Master and Slave chaotic system’s initial conditions were chosen as in the study [16]. To eliminate nonlinear components as the fuzzy control functions being, V1(t)=-k1e1, V2(t)=-k2e2, V3(t)=-k3e3.

$\mu_{1}(t)=y_{s} Z_{s}-y_{m} Z_{m}+V_{1}(t)$

$\mu_{2}(t)=V_{2}(t)$

$\mu_{3}(t)=y_{m}^{2}-y_{s}^{2}$     (5)

while calculating μ1(t), μ2(t) and μ3(t), k1, k2and k3 values are selected as k1=20, k2=30, k3=10, respectively.

Rucklidge system’s master-slave synchronization is illustrated in Figure 4.

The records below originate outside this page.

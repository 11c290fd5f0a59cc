//! Remembered editor settings, persisted between runs.
//!
//! Stored as JSON under the user config dir. All failures are silent:
//! a missing, unreadable, or malformed settings file behaves exactly
//! like no settings at all, and out-of-range values are clamped.

use crate::defaults;
use crate::types::AspectRatio;
use serde::{Deserialize, Serialize};
use std::fs;
use std::path::{Path, PathBuf};

#[derive(Serialize, Deserialize, Debug, PartialEq, Copy, Clone)]
pub struct RememberedSettings {
    pub border_percent: f64,
    pub ratio: AspectRatio,
}

impl Default for RememberedSettings {
    #[inline]
    fn default() -> Self {
        Self {
            border_percent: defaults::BORDER_PERCENT,
            ratio: AspectRatio::default(),
        }
    }
}

#[inline]
fn settings_path() -> Option<PathBuf> {
    Some(dirs::config_dir()?.join("just-frames").join("settings.json"))
}

impl RememberedSettings {
    /// Clamps the border into its valid range; non-finite values make
    /// the whole record invalid.
    #[inline]
    fn normalized(self) -> Option<Self> {
        if !self.border_percent.is_finite() {
            return None;
        }
        Some(Self {
            border_percent: self
                .border_percent
                .clamp(defaults::BORDER_PERCENT_MIN, defaults::BORDER_PERCENT_MAX),
            ratio: self.ratio,
        })
    }

    #[inline]
    #[must_use]
    pub fn load() -> Option<Self> {
        Self::load_from(settings_path()?)
    }

    #[must_use]
    pub fn load_from(path: impl AsRef<Path>) -> Option<Self> {
        let raw = fs::read_to_string(path).ok()?;
        serde_json::from_str::<Self>(&raw).ok()?.normalized()
    }

    #[inline]
    pub fn save(&self) {
        if let Some(path) = settings_path() {
            self.save_to(path);
        }
    }

    pub fn save_to(&self, path: impl AsRef<Path>) {
        let Some(normalized) = self.normalized() else {
            return;
        };
        let Ok(json) = serde_json::to_string(&normalized) else {
            return;
        };
        let path = path.as_ref();
        if let Some(parent) = path.parent() {
            let _ = fs::create_dir_all(parent);
        }
        let _ = fs::write(path, json);
    }
}
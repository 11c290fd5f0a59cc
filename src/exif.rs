//! Locates, extracts, and re-inserts the APP1 Exif segment of a
//! baseline JPEG marker stream.
//!
//! The segment is treated as one opaque unit (marker + length +
//! signature + payload) and never parsed further. Malformed or
//! non-JPEG input degrades to "not found" / identity instead of an
//! error; callers cannot distinguish absent from malformed.

pub const MARKER_PREFIX: u8 = 0xFF;
pub const MARKER_SOI: u8 = 0xD8;
pub const MARKER_EOI: u8 = 0xD9;
pub const MARKER_SOS: u8 = 0xDA;
pub const MARKER_APP1: u8 = 0xE1;
pub const EXIF_SIGNATURE: [u8; 6] = [0x45, 0x78, 0x69, 0x66, 0x00, 0x00];

/// One complete Exif segment, byte-for-byte as found in the stream.
#[derive(Clone, PartialEq, Eq, Hash)]
pub struct ExifSegment {
    bytes: Vec<u8>,
}

impl ExifSegment {
    #[inline]
    #[must_use]
    pub fn as_bytes(&self) -> &[u8] {
        &self.bytes
    }

    #[inline]
    #[must_use]
    pub fn len(&self) -> usize {
        self.bytes.len()
    }

    #[inline]
    #[must_use]
    pub fn is_empty(&self) -> bool {
        self.bytes.is_empty()
    }
}

impl From<Vec<u8>> for ExifSegment {
    #[inline]
    fn from(bytes: Vec<u8>) -> Self {
        Self { bytes }
    }
}

impl AsRef<[u8]> for ExifSegment {
    #[inline]
    fn as_ref(&self) -> &[u8] {
        &self.bytes
    }
}

impl std::fmt::Debug for ExifSegment {
    fn fmt(&self, f: &mut std::fmt::Formatter) -> std::fmt::Result {
        write!(f, "ExifSegment({} bytes)", self.bytes.len())
    }
}

#[inline]
fn read_u16_be(bytes: &[u8], offset: usize) -> Option<u16> {
    let hi = *bytes.get(offset)?;
    let lo = *bytes.get(offset + 1)?;
    Some(u16::from(hi) << 8 | u16::from(lo))
}

/// Marker-stream scan over (marker, length) pairs.
///
/// Two exit conditions (terminal marker, buffer overrun) and one match
/// condition (APP1 with the Exif signature).
#[derive(Debug, PartialEq, Eq, Copy, Clone)]
enum ScanState {
    Scanning { offset: usize },
    Found { start: usize, end: usize },
    NotFound,
}

impl ScanState {
    /// Consumes the next (marker, length) pair.
    fn step(self, bytes: &[u8]) -> Self {
        let ScanState::Scanning { offset } = self else {
            return self;
        };
        if offset + 4 > bytes.len() {
            return ScanState::NotFound;
        }
        if bytes[offset] != MARKER_PREFIX {
            return ScanState::NotFound;
        }
        let marker = bytes[offset + 1];
        // no metadata segment follows scan data
        if marker == MARKER_EOI || marker == MARKER_SOS {
            return ScanState::NotFound;
        }
        // the declared length counts itself: payload = length - 2
        let Some(length) = read_u16_be(bytes, offset + 2) else {
            return ScanState::NotFound;
        };
        let end = offset + 2 + usize::from(length);
        if end > bytes.len() {
            // truncated stream: degrade to "not found"
            return ScanState::NotFound;
        }
        if marker == MARKER_APP1 && bytes[offset + 4..].starts_with(&EXIF_SIGNATURE) {
            ScanState::Found { start: offset, end }
        } else {
            ScanState::Scanning { offset: end }
        }
    }
}

/// Walks the marker stream and returns the first Exif segment, or
/// `None` if the stream is not a JPEG, carries no Exif segment, or is
/// truncated before one is found.
#[must_use]
pub fn extract_segment(bytes: &[u8]) -> Option<ExifSegment> {
    if bytes.len() < 4 || bytes[0] != MARKER_PREFIX || bytes[1] != MARKER_SOI {
        return None;
    }
    let mut state = ScanState::Scanning { offset: 2 };
    loop {
        state = state.step(bytes);
        match state {
            ScanState::Scanning { .. } => {}
            ScanState::Found { start, end } => {
                return Some(ExifSegment {
                    bytes: bytes[start..end].to_vec(),
                })
            }
            ScanState::NotFound => return None,
        }
    }
}

/// Splices `segment` into `buffer` immediately after the SOI marker.
///
/// Identity when the segment is absent or empty, and when the buffer is
/// not a JPEG stream. Intended for freshly re-encoded streams, which
/// carry no metadata of their own; a pre-existing segment in `buffer`
/// is neither searched for nor removed.
#[must_use]
pub fn insert_segment(buffer: Vec<u8>, segment: Option<&ExifSegment>) -> Vec<u8> {
    let Some(segment) = segment else {
        return buffer;
    };
    if segment.is_empty() {
        return buffer;
    }
    if buffer.len() < 2 || buffer[0] != MARKER_PREFIX || buffer[1] != MARKER_SOI {
        return buffer;
    }
    let mut result = Vec::with_capacity(buffer.len() + segment.len());
    result.extend_from_slice(&buffer[..2]);
    result.extend_from_slice(segment.as_bytes());
    result.extend_from_slice(&buffer[2..]);
    result
}
use criterion::{black_box, criterion_group};
use justframes::{exif, AspectRatio, Layout, Size};

fn configure_group<M>(group: &mut criterion::BenchmarkGroup<M>)
where
    M: criterion::measurement::Measurement,
{
    group.sample_size(1000);
    group.sampling_mode(criterion::SamplingMode::Flat);
}

fn bench_layout(c: &mut criterion::Criterion) {
    let mut group = c.benchmark_group("layout/calculate");
    configure_group(&mut group);
    let source = Size::wh(4000, 3000);
    for ratio in AspectRatio::ALL {
        group.bench_function(ratio.to_string(), |b| {
            b.iter(|| black_box(Layout::calculate(black_box(source), 8.0, ratio)));
        });
    }
}

fn bench_exif_extract(c: &mut criterion::Criterion) {
    let mut group = c.benchmark_group("exif/extract");
    configure_group(&mut group);

    // SOI, a run of filler APP0 segments, then the Exif segment
    let mut buffer = vec![0xFF, 0xD8];
    for _ in 0..64 {
        buffer.extend_from_slice(&[0xFF, 0xE0, 0x00, 0x12]);
        buffer.extend_from_slice(&[0u8; 16]);
    }
    let mut payload = exif::EXIF_SIGNATURE.to_vec();
    payload.resize(1024, 0);
    let length = u16::try_from(payload.len() + 2).unwrap();
    buffer.extend_from_slice(&[0xFF, 0xE1]);
    buffer.extend_from_slice(&length.to_be_bytes());
    buffer.extend_from_slice(&payload);
    buffer.extend_from_slice(&[0xFF, 0xDA, 0x00, 0x04, 0x00, 0x00]);

    group.bench_function("app1", |b| {
        b.iter(|| black_box(exif::extract_segment(black_box(&buffer))));
    });
}

criterion_group!(benches, bench_layout, bench_exif_extract);

fn main() {
    benches();

    criterion::Criterion::default()
        .configure_from_args()
        .final_summary();
}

Figure 4. The master-slave synchronization’s block diagram

The inputs of fuzzy system are error (e) and the nonlinear component signal (μt) for each state variable. Figure 5 shows the membership functions of the fuzzy system.

Figure 5. a- The input MF for error, b- The input MF for nonlinear component signal and c- The output MF

Table 1 shows the rule table for the designed fuzzy control.

Table 1. Fuzzy controller’s rule table

     e

µ

NB

NS

Z

PS

PB

NB

NB

NB

NS

NS

Z

NS

NB

NS

NS

Z

Z

Z

NS

Z

Z

PS

PS

PS

Z

Z

PS

PS

PB

PB

Z

PS

PS

PB

PB

2.3 Image encryption on Master-Slave system

The block diagram to be used for image encryption in secure communication using the master-slave synchronization structure is shown in Figure 6 [23].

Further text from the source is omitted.